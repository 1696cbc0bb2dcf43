//! Flattens the rich-document tree into ordered blocks of runs.

use super::style::{InlineStyle, MAX_FONT_SIZE_PT};
use crate::common::style::RGBColor;
use crate::common::unit::px_to_pt;
use crate::document::{Alignment, BreakKind, Element, ImageNode, Node, RichDocument, TextFormat, TextNode};
use crate::ooxml::docx::LineSpacing;
use std::slice;

/// Document-wide run defaults captured from the editing surface.
#[derive(Debug, Clone, PartialEq)]
pub struct StyleDefaults {
    pub font_family: String,
    pub font_size_px: f64,
    /// Multiple of single line spacing
    pub line_height: f64,
}

impl Default for StyleDefaults {
    fn default() -> Self {
        Self {
            font_family: "Arial".to_string(),
            font_size_px: 14.0,
            line_height: 1.5,
        }
    }
}

impl StyleDefaults {
    #[inline]
    pub fn new() -> Self {
        Self::default()
    }

    #[inline]
    pub fn with_font_family(mut self, family: impl Into<String>) -> Self {
        self.font_family = family.into();
        self
    }

    #[inline]
    pub fn with_font_size_px(mut self, px: f64) -> Self {
        self.font_size_px = px;
        self
    }

    #[inline]
    pub fn with_line_height(mut self, line_height: f64) -> Self {
        self.line_height = line_height;
        self
    }

    #[inline]
    pub fn font_size_pt(&self) -> f64 {
        px_to_pt(self.font_size_px).min(MAX_FONT_SIZE_PT)
    }
}

/// A formatted run of text.
#[derive(Debug, Clone, PartialEq)]
pub struct TextRun {
    pub text: String,
    pub format: TextFormat,
    pub color: Option<RGBColor>,
    pub background: Option<RGBColor>,
    pub font_family: String,
    /// Points
    pub font_size: f64,
    pub link: Option<String>,
}

impl TextRun {
    #[inline]
    pub fn is_monospace(&self) -> bool {
        self.format.contains(TextFormat::CODE)
    }
}

/// An image reference, numbered in document order.
#[derive(Debug, Clone, PartialEq)]
pub struct ImageRun {
    pub index: usize,
    pub src: String,
    pub alt: String,
    pub width_px: Option<f64>,
    pub height_px: Option<f64>,
}

#[derive(Debug, Clone, PartialEq)]
pub enum Run {
    Text(TextRun),
    LineBreak,
    Image(ImageRun),
}

/// A table with nested cell content, numbered in document order.
#[derive(Debug, Clone, PartialEq)]
pub struct TableBlock {
    pub index: usize,
    pub rows: Vec<Vec<TableCell>>,
}

#[derive(Debug, Clone, PartialEq, Default)]
pub struct TableCell {
    /// Cell shading from the cell's own `background-color`
    pub background: Option<RGBColor>,
    pub blocks: Vec<Block>,
}

impl TableBlock {
    pub fn column_count(&self) -> usize {
        self.rows.iter().map(Vec::len).max().unwrap_or(0)
    }
}

#[derive(Debug, Clone, PartialEq)]
pub enum BlockKind {
    Paragraph,
    /// Level 1-6
    Heading(u8),
    Quote,
    ListItem {
        ordered: bool,
        /// 1-based position within its list
        ordinal: usize,
        /// Nesting depth, 0 for a top-level list
        depth: usize,
    },
    Table(TableBlock),
    PageBreak(BreakKind),
}

/// A normalized block-level unit of output.
#[derive(Debug, Clone, PartialEq)]
pub struct Block {
    pub kind: BlockKind,
    pub align: Alignment,
    pub line_spacing: Option<LineSpacing>,
    pub runs: Vec<Run>,
}
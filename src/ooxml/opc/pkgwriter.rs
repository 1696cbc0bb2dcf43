//! Package writer for OPC packages.
//!
//! Serializes an [`OpcPackage`] into ZIP bytes: `[Content_Types].xml`, the
//! package relationships, then every part followed by its own relationships.

use crate::ooxml::opc::constants::content_type as ct;
use crate::ooxml::opc::constants::namespace;
use crate::ooxml::opc::error::{OpcError, Result};
use crate::ooxml::opc::package::OpcPackage;
use crate::ooxml::opc::packuri::{CONTENT_TYPES_URI, PACKAGE_URI, PackURI};
use crate::ooxml::opc::phys_pkg::PhysPkgWriter;
use crate::ooxml::xml::escape_xml;
use std::collections::BTreeMap;
use std::fmt::Write as _;
use tracing::debug;

pub struct PackageWriter;

impl PackageWriter {
    /// Serialize an OPC package to bytes.
    pub fn to_bytes(package: &OpcPackage) -> Result<Vec<u8>> {
        let mut phys_writer = PhysPkgWriter::new();

        Self::write_content_types(&mut phys_writer, package)?;
        Self::write_pkg_rels(&mut phys_writer, package)?;
        Self::write_parts(&mut phys_writer, package)?;

        let bytes = phys_writer.finish()?;
        debug!(
            parts = package.part_count(),
            bytes = bytes.len(),
            "package serialized"
        );
        Ok(bytes)
    }

    fn write_content_types(phys_writer: &mut PhysPkgWriter, package: &OpcPackage) -> Result<()> {
        let blob = ContentTypesItem::from_package(package).to_xml()?;
        let uri = PackURI::new(CONTENT_TYPES_URI).map_err(OpcError::InvalidPackUri)?;
        phys_writer.write(&uri, blob.as_bytes())
    }

    fn write_pkg_rels(phys_writer: &mut PhysPkgWriter, package: &OpcPackage) -> Result<()> {
        let rels_uri = PackURI::new(PACKAGE_URI)
            .and_then(|uri| uri.rels_uri())
            .map_err(OpcError::InvalidPackUri)?;
        phys_writer.write(&rels_uri, package.rels().to_xml()?.as_bytes())
    }

    fn write_parts(phys_writer: &mut PhysPkgWriter, package: &OpcPackage) -> Result<()> {
        for part in package.iter_parts() {
            if is_precompressed(part.content_type()) {
                phys_writer.write_stored(part.partname(), part.blob())?;
            } else {
                phys_writer.write(part.partname(), part.blob())?;
            }

            if !part.rels().is_empty() {
                let rels_uri = part
                    .partname()
                    .rels_uri()
                    .map_err(OpcError::InvalidPackUri)?;
                phys_writer.write(&rels_uri, part.rels().to_xml()?.as_bytes())?;
            }
        }

        Ok(())
    }
}

#[inline]
fn is_precompressed(content_type: &str) -> bool {
    matches!(content_type, ct::PNG | ct::JPEG | ct::GIF)
}

/// Default and Override entries of `[Content_Types].xml`.
struct ContentTypesItem {
    /// Content types by extension
    defaults: BTreeMap<String, String>,
    /// Content types by partname
    overrides: BTreeMap<String, String>,
}

impl ContentTypesItem {
    fn new() -> Self {
        let mut defaults = BTreeMap::new();
        defaults.insert("rels".to_string(), ct::OPC_RELATIONSHIPS.to_string());
        defaults.insert("xml".to_string(), ct::XML.to_string());

        Self {
            defaults,
            overrides: BTreeMap::new(),
        }
    }

    fn from_package(package: &OpcPackage) -> Self {
        let mut cti = Self::new();
        for part in package.iter_parts() {
            cti.add_content_type(part.partname(), part.content_type());
        }
        cti
    }

    /// Well-known extension/content-type pairs go to Default, the rest to
    /// Override.
    fn add_content_type(&mut self, partname: &PackURI, content_type: &str) {
        let ext = partname.ext().to_ascii_lowercase();
        if Self::is_default_content_type(&ext, content_type) {
            self.defaults.insert(ext, content_type.to_string());
        } else {
            self.overrides
                .insert(partname.to_string(), content_type.to_string());
        }
    }

    fn is_default_content_type(ext: &str, content_type: &str) -> bool {
        matches!(
            (ext, content_type),
            ("rels", ct::OPC_RELATIONSHIPS)
                | ("xml", ct::XML)
                | ("png", ct::PNG)
                | ("jpg", ct::JPEG)
                | ("jpeg", ct::JPEG)
                | ("gif", ct::GIF)
                | ("bmp", ct::BMP)
                | ("tiff", ct::TIFF)
        )
    }

    fn to_xml(&self) -> Result<String> {
        let mut xml = String::with_capacity(1024);

        xml.push_str(r#"<?xml version="1.0" encoding="UTF-8" standalone="yes"?>"#);
        xml.push('\n');
        write!(xml, r#"<Types xmlns="{}">"#, namespace::OPC_CONTENT_TYPES)?;

        for (ext, content_type) in &self.defaults {
            write!(
                xml,
                r#"<Default Extension="{}" ContentType="{}"/>"#,
                escape_xml(ext),
                escape_xml(content_type)
            )?;
        }

        for (partname, content_type) in &self.overrides {
            write!(
                xml,
                r#"<Override PartName="{}" ContentType="{}"/>"#,
                escape_xml(partname),
                escape_xml(content_type)
            )?;
        }

        xml.push_str("</Types>");
        Ok(xml)
    }
}

#[cfg(test)]
mod tests {
    use super::*;
    use crate::ooxml::opc::constants::relationship_type as rt;
    use crate::ooxml::opc::part::Part;
    use std::io::{Cursor, Read};

    #[test]
    fn test_content_types_xml() {
        let mut cti = ContentTypesItem::new();
        cti.add_content_type(&PackURI::new("/word/media/image1.png").unwrap(), ct::PNG);
        cti.add_content_type(
            &PackURI::new("/word/document.xml").unwrap(),
            ct::WML_DOCUMENT_MAIN,
        );

        let xml = cti.to_xml().unwrap();

        assert!(xml.contains(r#"<Default Extension="png" ContentType="image/png"/>"#));
        assert!(xml.contains(r#"<Override PartName="/word/document.xml""#));
    }

    #[test]
    fn test_to_bytes_writes_all_items() {
        let mut pkg = OpcPackage::new();
        let doc_uri = PackURI::new("/word/document.xml").unwrap();
        let img_uri = PackURI::new("/word/media/image1.png").unwrap();

        let mut doc = Part::xml(doc_uri.clone(), ct::WML_DOCUMENT_MAIN, "<w:document/>".into());
        doc.relate_to(&img_uri, rt::IMAGE);
        pkg.relate_to(&doc_uri, rt::OFFICE_DOCUMENT);
        pkg.add_part(doc).unwrap();
        pkg.add_part(Part::new(img_uri, ct::PNG, vec![1, 2, 3])).unwrap();

        let bytes = PackageWriter::to_bytes(&pkg).unwrap();
        let mut archive = zip::ZipArchive::new(Cursor::new(bytes)).unwrap();

        for name in [
            "[Content_Types].xml",
            "_rels/.rels",
            "word/document.xml",
            "word/_rels/document.xml.rels",
            "word/media/image1.png",
        ] {
            assert!(archive.by_name(name).is_ok(), "missing {}", name);
        }

        let mut rels = String::new();
        archive
            .by_name("_rels/.rels")
            .unwrap()
            .read_to_string(&mut rels)
            .unwrap();
        assert!(rels.contains(r#"Target="word/document.xml""#));
    }
}
/// Package URI value type.
///
/// A PackURI names a part inside an OPC package. PackURIs always begin with a
/// forward slash and use forward slashes as path separators.
use std::fmt;

/// Pseudo-partname of the package itself.
pub const PACKAGE_URI: &str = "/";
/// Partname of the content types stream.
pub const CONTENT_TYPES_URI: &str = "/[Content_Types].xml";

/// A partname within an OPC package, e.g. `/word/document.xml`.
#[derive(Debug, Clone, PartialEq, Eq, Hash, PartialOrd, Ord)]
pub struct PackURI {
    uri: String,
}

impl PackURI {
    /// Create a new PackURI; fails unless `uri` begins with a forward slash.
    pub fn new<S: Into<String>>(uri: S) -> Result<Self, String> {
        let uri = uri.into();
        if !uri.starts_with('/') {
            return Err(format!("PackURI must begin with slash, got '{}'", uri));
        }
        Ok(PackURI { uri })
    }

    /// Directory portion, e.g. `/word` for `/word/document.xml`.
    pub fn base_uri(&self) -> &str {
        match self.uri.rfind('/') {
            Some(0) | None => "/",
            Some(pos) => &self.uri[..pos],
        }
    }

    pub fn filename(&self) -> &str {
        self.uri
            .rfind('/')
            .map(|pos| &self.uri[pos + 1..])
            .unwrap_or("")
    }

    /// Extension without the leading period.
    pub fn ext(&self) -> &str {
        let filename = self.filename();
        filename
            .rfind('.')
            .map(|pos| &filename[pos + 1..])
            .unwrap_or("")
    }

    /// ZIP member name (leading slash stripped).
    pub fn membername(&self) -> &str {
        &self.uri[1..]
    }

    /// Reference to this part relative to `base_uri`, as written in a
    /// relationship `Target`.
    ///
    /// `/word/media/image1.png` from `/word` gives `media/image1.png`.
    pub fn relative_ref(&self, base_uri: &str) -> String {
        if base_uri == "/" {
            return self.membername().to_string();
        }

        let from_parts: Vec<&str> = base_uri.split('/').filter(|s| !s.is_empty()).collect();
        let to_parts: Vec<&str> = self.uri.split('/').filter(|s| !s.is_empty()).collect();

        let common = from_parts
            .iter()
            .zip(to_parts.iter())
            .take_while(|(a, b)| a == b)
            .count();

        let mut segments: Vec<&str> = Vec::with_capacity(from_parts.len() + to_parts.len());
        segments.extend(std::iter::repeat_n("..", from_parts.len() - common));
        segments.extend(to_parts.iter().skip(common).copied());
        segments.join("/")
    }

    /// PackURI of the `.rels` part for this part, e.g.
    /// `/word/_rels/document.xml.rels`.
    pub fn rels_uri(&self) -> Result<PackURI, String> {
        let base_uri = self.base_uri();
        let rels_uri = if base_uri == "/" {
            format!("/_rels/{}.rels", self.filename())
        } else {
            format!("{}/_rels/{}.rels", base_uri, self.filename())
        };
        Self::new(rels_uri)
    }

    #[inline]
    pub fn as_str(&self) -> &str {
        &self.uri
    }
}

impl fmt::Display for PackURI {
    fn fmt(&self, f: &mut fmt::Formatter<'_>) -> fmt::Result {
        f.write_str(&self.uri)
    }
}

impl AsRef<str> for PackURI {
    fn as_ref(&self) -> &str {
        &self.uri
    }
}

#[cfg(test)]
mod tests {
    use super::*;

    #[test]
    fn test_requires_leading_slash() {
        assert!(PackURI::new("word/document.xml").is_err());
        assert!(PackURI::new("/word/document.xml").is_ok());
    }

    #[test]
    fn test_components() {
        let uri = PackURI::new("/word/media/image1.png").unwrap();
        assert_eq!(uri.base_uri(), "/word/media");
        assert_eq!(uri.filename(), "image1.png");
        assert_eq!(uri.ext(), "png");
        assert_eq!(uri.membername(), "word/media/image1.png");
    }

    #[test]
    fn test_package_pseudo_partname() {
        let uri = PackURI::new(PACKAGE_URI).unwrap();
        assert_eq!(uri.base_uri(), "/");
        assert_eq!(uri.membername(), "");
        assert_eq!(uri.rels_uri().unwrap().as_str(), "/_rels/.rels");
    }

    #[test]
    fn test_relative_ref() {
        let uri = PackURI::new("/word/media/image1.png").unwrap();
        assert_eq!(uri.relative_ref("/word"), "media/image1.png");
        assert_eq!(uri.relative_ref("/"), "word/media/image1.png");

        let core = PackURI::new("/docProps/core.xml").unwrap();
        assert_eq!(core.relative_ref("/word"), "../docProps/core.xml");
    }

    #[test]
    fn test_rels_uri() {
        let uri = PackURI::new("/word/document.xml").unwrap();
        assert_eq!(uri.rels_uri().unwrap().as_str(), "/word/_rels/document.xml.rels");
    }
}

→ **Aim of the task**: Could you report every line of the material that contains the string "this"?

→ **Answer**:
    /// Reference to this part relative to `base_uri`, as written in a
    /// PackURI of the `.rels` part for this part, e.g.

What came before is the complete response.